DoVETAIL: Domain Vocabulary Extraction and Transduction, and Auto-Induction of Layout | SRI International

Toggle Menu

DoVETAIL: Domain Vocabulary Extraction and Transduction & Auto-Induction of Layout

SRI and partners are developing new tools to extract better meaning and actionable analysis from data sources.

Dovetail logoFor intelligence analysts to quickly produce actionable information from unanticipated, multiple, and varied data sets, improvements are needed in two areas: alignment of data models, and advanced analytic algorithms. SRI and partners are pursuing those improvements for the Intelligence Advanced Research Projects Activity's Knowledge Discovery and Dissemination Program.  

As an example of the challenges to overcome, insights into covert operators might come from a variety of sources, such as watchlists, text, tables, and open-source data. Automated tools can analyze text to extract pertinent facts and some interrelationships. However, results depend upon the material having a style and vocabulary similar to that for which the tool was developed. Also, separating language to be analyzed from tables, titles, and headings requires custom programming or cutting and pasting by hand.

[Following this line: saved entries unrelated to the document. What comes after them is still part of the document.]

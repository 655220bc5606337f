//! Fire-and-forget background work: stale refreshes and delayed invalidation.
//!
//! Tasks are tracked so tests and shutdown code can observe them, and bounded
//! by a semaphore so a burst of stale reads cannot spawn unbounded reloads.
//! Nothing here is awaited by the code that triggers it, failures stay inside
//! the task, and whatever is still running when the process exits is simply
//! abandoned. Lock TTLs bound the damage of an abandoned refresh.

use std::future::Future;
use std::sync::Arc;
use std::time::Duration;

use tokio::sync::{OwnedSemaphorePermit, Semaphore};
use tokio_util::task::TaskTracker;
use tracing::Instrument;

/// A background slot taken ahead of time with [`BackgroundTasks::try_reserve`].
pub struct Reservation(OwnedSemaphorePermit);

#[derive(Clone)]
pub struct BackgroundTasks {
    tracker: TaskTracker,
    permits: Arc<Semaphore>,
}

impl BackgroundTasks {
    /// At most `max_concurrent` tasks run at once; the rest queue for a permit.
    pub fn new(max_concurrent: usize) -> Self {
        Self {
            tracker: TaskTracker::new(),
            permits: Arc::new(Semaphore::new(max_concurrent.max(1))),
        }
    }

    /// Spawn a detached task. The caller gets no handle and no result.
    pub fn spawn<F>(&self, name: &'static str, task: F)
    where
        F: Future<Output = ()> + Send + 'static,
    {
        let permits = Arc::clone(&self.permits);
        self.tracker.spawn(
            async move {
                let Ok(_permit) = permits.acquire_owned().await else {
                    return;
                };
                task.await;
            }
            .instrument(tracing::debug_span!("background", task = name)),
        );
    }

    /// Spawn a task that waits out `delay` before queueing for a permit, so
    /// a sleeping task never holds a slot.
    pub fn spawn_after<F>(&self, name: &'static str, delay: Duration, task: F)
    where
        F: Future<Output = ()> + Send + 'static,
    {
        let permits = Arc::clone(&self.permits);
        self.tracker.spawn(
            async move {
                tokio::time::sleep(delay).await;
                let Ok(_permit) = permits.acquire_owned().await else {
                    return;
                };
                task.await;
            }
            .instrument(tracing::debug_span!("background", task = name)),
        );
    }

    /// Take a slot now if one is free. `None` means the budget is exhausted.
    pub fn try_reserve(&self) -> Option<Reservation> {
        Arc::clone(&self.permits)
            .try_acquire_owned()
            .ok()
            .map(Reservation)
    }

    /// Spawn a task on a slot reserved earlier; it starts without queueing.
    pub fn spawn_reserved<F>(&self, name: &'static str, slot: Reservation, task: F)
    where
        F: Future<Output = ()> + Send + 'static,
    {
        self.tracker.spawn(
            async move {
                let _permit = slot.0;
                task.await;
            }
            .instrument(tracing::debug_span!("background", task = name)),
        );
    }

    /// Number of spawned tasks that have not finished.
    pub fn in_flight(&self) -> usize {
        self.tracker.len()
    }

    /// Wait until every task spawned so far has finished.
    pub async fn wait_idle(&self) {
        self.tracker.close();
        self.tracker.wait().await;
        self.tracker.reopen();
    }
}
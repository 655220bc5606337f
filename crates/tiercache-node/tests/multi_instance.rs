//! Several nodes sharing one L2, lock table and bus, each with its own L1.

mod common;

use std::sync::Arc;
use std::time::Duration;

use common::{cluster_member, user};
use futures_util::future::join_all;
use tiercache_node::cache::{CachePolicy, ClusterBackends};
use tiercache_store_memory::InMemoryStore;

#[tokio::test]
async fn test_update_on_one_node_reaches_every_node() {
    let backends = ClusterBackends::memory();
    let store = Arc::new(InMemoryStore::new());
    store.seed(user(42, "v1"));

    let nodes: Vec<_> = (0..3)
        .map(|_| cluster_member(CachePolicy::default(), store.clone(), &backends))
        .collect();
    let mut listeners = Vec::new();
    for node in &nodes {
        // Rebuild job: every node starts with the ids that exist
        node.existence_filter().add(&42u64);
        listeners.push(node.start_invalidation_listener().await);
    }

    for node in &nodes {
        assert_eq!(node.get(&42).await.unwrap(), Some(user(42, "v1")));
    }
    assert_eq!(store.find_calls(), 1, "peers backfill from L2");

    nodes[0].update(&42, user(42, "v2")).await.unwrap();

    // Twice the delayed-delete window
    tokio::time::sleep(Duration::from_millis(600)).await;
    for node in &nodes {
        assert_eq!(node.get(&42).await.unwrap(), Some(user(42, "v2")));
    }

    for listener in listeners {
        listener.abort();
    }
}

#[tokio::test]
async fn test_listener_evicts_negative_companion_on_peer() {
    let backends = ClusterBackends::memory();
    let store = Arc::new(InMemoryStore::new());
    let a = cluster_member(CachePolicy::default(), store.clone(), &backends);
    let b = cluster_member(CachePolicy::default(), store.clone(), &backends);
    a.existence_filter().add(&5u64);
    b.existence_filter().add(&5u64);
    let listener = b.start_invalidation_listener().await;

    // b learns that 5 is absent and caches the marker locally
    assert_eq!(b.get(&5).await.unwrap(), None);
    assert!(b.local().get("user:null:v1:5").await.is_some());

    a.update(&5, user(5, "born")).await.unwrap();
    tokio::time::sleep(Duration::from_millis(50)).await;

    assert!(b.local().get("user:null:v1:5").await.is_none());
    assert_eq!(b.get(&5).await.unwrap(), Some(user(5, "born")));
    listener.abort();
}

#[tokio::test]
async fn test_concurrent_misses_across_nodes_load_once() {
    let backends = ClusterBackends::memory();
    let store = Arc::new(InMemoryStore::with_latency(Duration::from_millis(20)));
    store.seed(user(9, "nine"));

    let nodes: Vec<_> = (0..4)
        .map(|_| cluster_member(CachePolicy::default(), store.clone(), &backends))
        .collect();
    for node in &nodes {
        node.existence_filter().add(&9u64);
    }

    let reads = nodes.iter().flat_map(|node| {
        (0..5).map(move |_| {
            let node = node.clone();
            async move { node.get(&9).await }
        })
    });
    let results = join_all(reads).await;

    assert_eq!(store.find_calls(), 1);
    assert!(results.into_iter().all(|r| r.unwrap() == Some(user(9, "nine"))));
}

#[tokio::test]
async fn test_stale_key_refreshed_once_across_nodes() {
    let backends = ClusterBackends::memory();
    let store = Arc::new(InMemoryStore::with_latency(Duration::from_millis(50)));
    store.seed(user(1, "old"));
    let policy = CachePolicy {
        logical_ttl_base: Duration::from_millis(150),
        logical_ttl_jitter: Duration::ZERO,
        ..CachePolicy::default()
    };

    let a = cluster_member(policy.clone(), store.clone(), &backends);
    let b = cluster_member(policy, store.clone(), &backends);
    a.existence_filter().add(&1u64);
    b.existence_filter().add(&1u64);

    a.get(&1).await.unwrap();
    tokio::time::sleep(Duration::from_millis(200)).await;

    assert_eq!(a.get(&1).await.unwrap(), Some(user(1, "old")));
    assert_eq!(b.get(&1).await.unwrap(), Some(user(1, "old")));

    a.background().wait_idle().await;
    b.background().wait_idle().await;
    assert_eq!(store.find_calls(), 2);
}

#[tokio::test]
async fn test_peer_filter_rejection_does_not_hide_fresh_write() {
    let backends = ClusterBackends::memory();
    let store = Arc::new(InMemoryStore::new());
    let a = cluster_member(CachePolicy::default(), store.clone(), &backends);
    let b = cluster_member(CachePolicy::default(), store.clone(), &backends);

    a.update(&77, user(77, "new")).await.unwrap();
    a.background().wait_idle().await;

    // b's filter has not heard of 77 yet, so it presumes absence
    assert_eq!(b.get(&77).await.unwrap(), None);
    assert_eq!(store.find_calls(), 0);

    // The writer's own filter knows better than b's presumed marker
    assert_eq!(a.get(&77).await.unwrap(), Some(user(77, "new")));
    assert_eq!(store.find_calls(), 1);
}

The Domain Vocabulary Extraction and Transduction and Auto-Induction of Layout (DoVETAIL) project is intended to improve how meaningful information is extracted and aligned with related information. SRI’s strengths in this project include a suite of proven text-analytic capabilities, and a rigorous framework that formalizes semantics in multiple domains. SRI also contributes experience in managing multi-institution research efforts.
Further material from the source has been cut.